El cuidado con que Marvel ha tejido su entramado y, por el otro rincón, la forma en que Christopher Nolan desarrolló su trilogía del Caballero Oscuro –principalmente la segunda parte-, han elevado al cine de superhéroes a un género completo y no a uno subsidiario de la acción. Con eso en cuenta, Iron Man 3 es un ejemplo de evolución. Si la primera veía la luz en el 2008 al tiempo que lo hacía The Dark Knight, a la saga del Hombre de Hierro le ha llevado unos años más ponerse a tiro con la exploración de tópicos semejantes, pero lo logra. Es que, como en el caso de la saga de Batman que pone al frente a la figura de Bruce Wayne -y paradójicamente tratándose esta de la más excesiva dentro del mundo Stark-, es una película que puede funcionar a un nivel más terrenal. No sólo se desenvuelve aceitada dentro del esquema de los héroes más poderosos de la Tierra, sino que opera perfectamente en lo que es el universo cinematográfico, como un muy buen thriller de suspenso –de esos que engañan y tienen tantas vueltas como se pueda contar- a partir de un personaje extraordinario.
De hecho, y a raíz de las elecciones conscientes del propio estudio, Iron Man 3 puede encontrar peor recepción en los fanáticos que en lo que es la crítica o el público en general. Quienes no están familiarizados con los cómics -como quien escribe-, no verán como algo problemático que Iron Patriot no sea otro personaje sino un emblema del Gobierno pintado sobre el metal de War Machine. Sí es más conflictivo un rotundo giro argumental que es tan chocante como fascinante a la vez, un cable a tierra que habla de la mediatización de la sociedad, los riesgos de la propaganda y la demonización del Oriente. Si esto presenta un problema es, principalmente, por la propia autoconsciencia que destila una historia que sabe de la existencia de Thor, del ataque Chitauri y que habla del virus Extremis, pero que traza una línea gruesa respecto al tipo de amenaza al que se hará frente.

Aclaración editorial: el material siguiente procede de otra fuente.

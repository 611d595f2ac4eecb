//! Accounting for natively-allocated structures.
//!
//! Every matrix, keypoint vector, matcher or match vector a provider creates
//! is handed out as a [`Native`] guard adopted by a [`LedgerScope`]. The guard
//! owns the value and is not `Clone`, so it is released exactly once, when it
//! is dropped, on every exit path of the comparison that owns it. It also
//! borrows its scope, so no handle can outlive the comparison:
//!
//! ```compile_fail
//! use logomatch_engine::ledger::{ResourceKind, ResourceLedger};
//!
//! let ledger = ResourceLedger::new();
//! let handle = {
//!     let scope = ledger.scope("comparison");
//!     scope.adopt(ResourceKind::Matcher, ())
//! };
//! ```
//!
//! Counters on the scope and on the process-wide [`ResourceLedger`] make the
//! balance observable.

use std::fmt;
use std::ops::Deref;
use std::sync::atomic::{AtomicU64, Ordering};
use std::sync::Arc;

use tracing::{error, trace};

#[derive(Debug, Clone, Copy, PartialEq, Eq, Hash)]
pub enum ResourceKind {
    PixelMatrix,
    IntensityMatrix,
    KeypointVector,
    DescriptorMatrix,
    Matcher,
    MatchVector,
}

#[derive(Debug, Default)]
struct Counters {
    allocated: AtomicU64,
    released: AtomicU64,
}

impl Counters {
    fn snapshot(&self) -> LedgerStats {
        // read released first so a concurrent adopt never shows as negative
        let released = self.released.load(Ordering::Acquire);
        let allocated = self.allocated.load(Ordering::Acquire);
        LedgerStats {
            allocated,
            released,
        }
    }
}

/// Allocation/release counters at one instant
#[derive(Debug, Clone, Copy, Default, PartialEq, Eq)]
pub struct LedgerStats {
    pub allocated: u64,
    pub released: u64,
}

impl LedgerStats {
    pub fn live(&self) -> u64 {
        self.allocated.saturating_sub(self.released)
    }
}

/// Process-wide ledger shared by every comparison of an engine
#[derive(Debug, Clone, Default)]
pub struct ResourceLedger {
    totals: Arc<Counters>,
}

impl ResourceLedger {
    pub fn new() -> Self {
        Self::default()
    }

    /// Open the scope that will own one comparison's handles
    pub fn scope(&self, label: impl Into<String>) -> LedgerScope {
        LedgerScope {
            label: label.into(),
            totals: Arc::clone(&self.totals),
            local: Counters::default(),
        }
    }

    pub fn stats(&self) -> LedgerStats {
        self.totals.snapshot()
    }

    pub fn live(&self) -> u64 {
        self.stats().live()
    }
}

/// Owner of the handles allocated during a single comparison
pub struct LedgerScope {
    label: String,
    totals: Arc<Counters>,
    local: Counters,
}

impl LedgerScope {
    /// Take ownership of a freshly allocated value
    pub fn adopt<T>(&self, kind: ResourceKind, value: T) -> Native<'_, T> {
        self.local.allocated.fetch_add(1, Ordering::AcqRel);
        self.totals.allocated.fetch_add(1, Ordering::AcqRel);
        trace!(scope = %self.label, ?kind, "native handle allocated");
        Native {
            value,
            kind,
            scope: self,
        }
    }

    fn release(&self) {
        self.local.released.fetch_add(1, Ordering::AcqRel);
        self.totals.released.fetch_add(1, Ordering::AcqRel);
    }

    pub fn label(&self) -> &str {
        &self.label
    }

    pub fn stats(&self) -> LedgerStats {
        self.local.snapshot()
    }
}

impl Drop for LedgerScope {
    fn drop(&mut self) {
        let stats = self.local.snapshot();
        if stats.live() != 0 {
            error!(
                scope = %self.label,
                live = stats.live(),
                allocated = stats.allocated,
                "native handles were never released"
            );
        } else {
            trace!(scope = %self.label, allocated = stats.allocated, "comparison scope closed");
        }
    }
}

impl fmt::Debug for LedgerScope {
    fn fmt(&self, f: &mut fmt::Formatter<'_>) -> fmt::Result {
        f.debug_struct("LedgerScope")
            .field("label", &self.label)
            .field("stats", &self.stats())
            .finish()
    }
}

/// Guard over one native allocation, released when dropped
pub struct Native<'scope, T> {
    value: T,
    kind: ResourceKind,
    scope: &'scope LedgerScope,
}

impl<T> Native<'_, T> {
    pub fn kind(&self) -> ResourceKind {
        self.kind
    }

    /// Release now instead of at the end of the enclosing block
    pub fn release(self) {
        drop(self)
    }
}

impl<T> Deref for Native<'_, T> {
    type Target = T;

    fn deref(&self) -> &T {
        &self.value
    }
}

impl<T> Drop for Native<'_, T> {
    fn drop(&mut self) {
        self.scope.release();
    }
}

impl<T: fmt::Debug> fmt::Debug for Native<'_, T> {
    fn fmt(&self, f: &mut fmt::Formatter<'_>) -> fmt::Result {
        f.debug_struct("Native")
            .field("kind", &self.kind)
            .field("value", &self.value)
            .finish()
    }
}

#[cfg(test)]
mod tests {
    use super::*;

    fn fallible(scope: &LedgerScope, fail: bool) -> Result<usize, &'static str> {
        let a = scope.adopt(ResourceKind::PixelMatrix, vec![0u8; 16]);
        let b = scope.adopt(ResourceKind::IntensityMatrix, vec![0u8; 4]);
        if fail {
            return Err("decode failed");
        }
        Ok(a.len() + b.len())
    }

    #[test]
    fn test_release_on_success_and_error() {
        let ledger = ResourceLedger::new();
        {
            let scope = ledger.scope("ok");
            assert_eq!(fallible(&scope, false), Ok(20));
            assert_eq!(scope.stats(), LedgerStats { allocated: 2, released: 2 });
        }
        {
            let scope = ledger.scope("err");
            assert!(fallible(&scope, true).is_err());
            assert_eq!(scope.stats().live(), 0);
        }
        assert_eq!(ledger.stats(), LedgerStats { allocated: 4, released: 4 });
    }

    #[test]
    fn test_explicit_release_and_deref() {
        let ledger = ResourceLedger::new();
        let scope = ledger.scope("deref");
        let handle = scope.adopt(ResourceKind::Matcher, String::from("bf-hamming"));
        assert_eq!(handle.kind(), ResourceKind::Matcher);
        assert_eq!(handle.as_str(), "bf-hamming");
        assert_eq!(ledger.live(), 1);
        handle.release();
        assert_eq!(ledger.live(), 0);
    }

    #[test]
    fn test_scopes_are_accounted_separately() {
        let ledger = ResourceLedger::new();
        let first = ledger.scope("first");
        let second = ledger.scope("second");
        let _a = first.adopt(ResourceKind::KeypointVector, ());
        let _b = second.adopt(ResourceKind::KeypointVector, ());
        let _c = second.adopt(ResourceKind::DescriptorMatrix, ());
        assert_eq!(first.stats().live(), 1);
        assert_eq!(second.stats().live(), 2);
        assert_eq!(ledger.live(), 3);
    }

    #[test]
    fn test_release_when_unwinding() {
        let ledger = ResourceLedger::new();
        let scope = ledger.scope("panic");
        let result = std::panic::catch_unwind(std::panic::AssertUnwindSafe(|| {
            let _held = scope.adopt(ResourceKind::MatchVector, vec![1, 2, 3]);
            panic!("matcher blew up");
        }));
        assert!(result.is_err());
        assert_eq!(ledger.live(), 0);
    }
}
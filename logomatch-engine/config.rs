use std::time::Duration;

use logomatch_fast::DetectorConfig;
use crate::error::ConfigError;

#[cfg(feature = "serde")]
use serde::{Deserialize, Serialize};

/// Which statistic `compare_against_all` scores with. One per call.
#[derive(Debug, Clone, Copy, Default, PartialEq, Eq)]
#[cfg_attr(feature = "serde", derive(Serialize, Deserialize))]
#[cfg_attr(feature = "serde", serde(rename_all = "snake_case"))]
pub enum ComparisonStrategy {
    /// Good-match ratio of cross-checked ORB descriptors
    #[default]
    Features,
    /// Cosine similarity of image embeddings
    Embedding,
}

#[derive(Debug, Clone, PartialEq)]
#[cfg_attr(feature = "serde", derive(Serialize, Deserialize))]
#[cfg_attr(feature = "serde", serde(default))]
pub struct MatchingConfig {
    /// A match is good when its Hamming distance is strictly below this
    pub good_match_threshold: u32,
    pub cross_check: bool,
    /// Images match when the score is strictly above this
    pub match_threshold: f64,
}

impl Default for MatchingConfig {
    fn default() -> Self {
        Self {
            good_match_threshold: 50,
            cross_check: true,
            match_threshold: 0.8,
        }
    }
}

#[derive(Debug, Clone, PartialEq)]
#[cfg_attr(feature = "serde", derive(Serialize, Deserialize))]
#[cfg_attr(feature = "serde", serde(default))]
pub struct EmbeddingConfig {
    /// Side of the square the image is resized to before embedding
    pub input_size: u32,
    /// Images match when the cosine similarity is strictly above this
    pub match_threshold: f64,
}

impl Default for EmbeddingConfig {
    fn default() -> Self {
        Self {
            input_size: 224,
            match_threshold: 0.8,
        }
    }
}

#[derive(Debug, Clone, PartialEq)]
#[cfg_attr(feature = "serde", derive(Serialize, Deserialize))]
#[cfg_attr(feature = "serde", serde(default))]
pub struct OverlayConfig {
    pub enabled: bool,
    /// Opacity of each blended image
    pub alpha: f32,
    /// Circle the captured image's good-match keypoints
    pub draw_keypoints: bool,
    pub jpeg_quality: u8,
}

impl Default for OverlayConfig {
    fn default() -> Self {
        Self {
            enabled: true,
            alpha: 0.5,
            draw_keypoints: true,
            jpeg_quality: 80,
        }
    }
}

/// Complete engine configuration
#[derive(Debug, Clone, PartialEq)]
#[cfg_attr(feature = "serde", derive(Serialize, Deserialize))]
#[cfg_attr(feature = "serde", serde(default))]
pub struct EngineConfig {
    /// Bound on waiting for the vision runtime to become ready
    pub load_timeout_ms: u64,
    pub strategy: ComparisonStrategy,
    pub matching: MatchingConfig,
    pub embedding: EmbeddingConfig,
    pub overlay: OverlayConfig,
    pub detector: DetectorConfig,
}

impl Default for EngineConfig {
    fn default() -> Self {
        Self {
            load_timeout_ms: 15_000,
            strategy: ComparisonStrategy::default(),
            matching: MatchingConfig::default(),
            embedding: EmbeddingConfig::default(),
            overlay: OverlayConfig::default(),
            detector: DetectorConfig::default(),
        }
    }
}

impl EngineConfig {
    pub fn load_timeout(&self) -> Duration {
        Duration::from_millis(self.load_timeout_ms)
    }

    /// Validate configuration parameters
    pub fn validate(&self) -> Result<(), ConfigError> {
        self.detector.validate()?;
        if self.load_timeout_ms == 0 {
            return Err(ConfigError::Invalid("load_timeout_ms must be greater than 0".into()));
        }
        if !(0.0..=1.0).contains(&self.matching.match_threshold) {
            return Err(ConfigError::Invalid(format!(
                "matching.match_threshold {} outside [0, 1]",
                self.matching.match_threshold
            )));
        }
        if !(-1.0..=1.0).contains(&self.embedding.match_threshold) {
            return Err(ConfigError::Invalid(format!(
                "embedding.match_threshold {} outside [-1, 1]",
                self.embedding.match_threshold
            )));
        }
        if self.embedding.input_size == 0 {
            return Err(ConfigError::Invalid("embedding.input_size must be greater than 0".into()));
        }
        if !(0.0..=1.0).contains(&self.overlay.alpha) {
            return Err(ConfigError::Invalid(format!("overlay.alpha {} outside [0, 1]", self.overlay.alpha)));
        }
        if !(1..=100).contains(&self.overlay.jpeg_quality) {
            return Err(ConfigError::Invalid(format!(
                "overlay.jpeg_quality {} outside 1-100",
                self.overlay.jpeg_quality
            )));
        }
        Ok(())
    }

    /// Generate human-readable summary
    pub fn summary(&self) -> String {
        format!(
            "EngineConfig: strategy={:?}, timeout={}ms, good<{}, match>{:.2}, overlay={}; {}",
            self.strategy,
            self.load_timeout_ms,
            self.matching.good_match_threshold,
            self.matching.match_threshold,
            self.overlay.enabled,
            self.detector.summary()
        )
    }

    /// Load configuration from a `.json` or `.toml` file, chosen by extension
    #[cfg(feature = "serde")]
    pub fn load<P: AsRef<std::path::Path>>(path: P) -> Result<Self, ConfigError> {
        let path = path.as_ref();
        let content = std::fs::read_to_string(path)?;
        match path.extension().and_then(|e| e.to_str()) {
            Some("json") => Self::from_json(&content),
            _ => Self::from_toml(&content),
        }
    }

    /// Save configuration to a `.json` or `.toml` file, chosen by extension
    #[cfg(feature = "serde")]
    pub fn save<P: AsRef<std::path::Path>>(&self, path: P) -> Result<(), ConfigError> {
        let path = path.as_ref();
        let content = match path.extension().and_then(|e| e.to_str()) {
            Some("json") => self.to_json()?,
            _ => self.to_toml()?,
        };
        std::fs::write(path, content)?;
        Ok(())
    }

    #[cfg(feature = "serde")]
    pub fn to_json(&self) -> Result<String, ConfigError> {
        Ok(serde_json::to_string_pretty(self)?)
    }

    #[cfg(feature = "serde")]
    pub fn from_json(json: &str) -> Result<Self, ConfigError> {
        let config: Self = serde_json::from_str(json)?;
        config.validate()?;
        Ok(config)
    }

    #[cfg(feature = "serde")]
    pub fn to_toml(&self) -> Result<String, ConfigError> {
        Ok(toml::to_string_pretty(self)?)
    }

    #[cfg(feature = "serde")]
    pub fn from_toml(toml_str: &str) -> Result<Self, ConfigError> {
        let config: Self = toml::from_str(toml_str)?;
        config.validate()?;
        Ok(config)
    }
}
use logomatch_core::{DescriptorSet, MatchCandidate};

use crate::config::MatchingConfig;
use crate::error::MatchError;
use crate::ledger::{LedgerScope, Native};
use crate::provider::{MatchVector, VisionProvider};

/// Cross-checked brute-force matching plus the good-match filter
#[derive(Debug, Clone, Copy, PartialEq, Eq)]
pub struct DescriptorMatcher {
    good_match_threshold: u32,
    cross_check: bool,
}

impl DescriptorMatcher {
    pub fn new(cfg: &MatchingConfig) -> Self {
        Self {
            good_match_threshold: cfg.good_match_threshold,
            cross_check: cfg.cross_check,
        }
    }

    pub fn good_match_threshold(&self) -> u32 {
        self.good_match_threshold
    }

    /// Match `query` against `train`; the matcher and the match vector are
    /// owned by `scope`.
    pub fn match_in<'s>(
        &self,
        provider: &dyn VisionProvider,
        scope: &'s LedgerScope,
        query: &DescriptorSet,
        train: &DescriptorSet,
    ) -> Result<Native<'s, MatchVector>, MatchError> {
        if query.is_empty() {
            return Err(MatchError::EmptyDescriptorSet("query"));
        }
        if train.is_empty() {
            return Err(MatchError::EmptyDescriptorSet("train"));
        }

        let matcher = provider.matcher(scope, self.cross_check)?;
        Ok(provider.match_descriptors(scope, &matcher, query, train)?)
    }

    #[inline]
    pub fn is_good(&self, candidate: &MatchCandidate) -> bool {
        candidate.distance < self.good_match_threshold
    }

    pub fn good_matches<'a>(&self, matches: &'a [MatchCandidate]) -> impl Iterator<Item = &'a MatchCandidate> + 'a {
        let threshold = self.good_match_threshold;
        matches.iter().filter(move |m| m.distance < threshold)
    }
}

impl Default for DescriptorMatcher {
    fn default() -> Self {
        Self::new(&MatchingConfig::default())
    }
}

Esta tercera entrada dentro de la franquicia que se inició hace un lustro no solo ofrece una versión muy superior al héroe tal como se lo veía en la secuela, sino que además, por tratarse de una mirada más compleja abierta hacia otros temas, la convierte en una película incluso más rica que la original. Cuando Jon Favreau llegaba a un techo con sus personajes y subexplotaba al de Mickey Rourke, una de las grandes fallas de la segunda, Shane Black trae un aire de renovación. Cada figura tiene su espacio y desarrollo –aunque Stark nunca se pierda como centro-, y todos ponen el cuerpo. Es, como se mencionó al comienzo de la crítica, una película física. Hay una Pepper Potts que muestra algo de piel, un Aldrich Killian que luce su torso desnudo, un Rhodes en ropa de civil, agentes con miembros cercenados y un Hombre de Hierro que no necesita el traje para mostrarse como tal. Él puede ser un genio, billonario, playboy y filántropo, pero sobre todo es Iron Man. Y este era el film que hacía falta para terminar de entenderlo.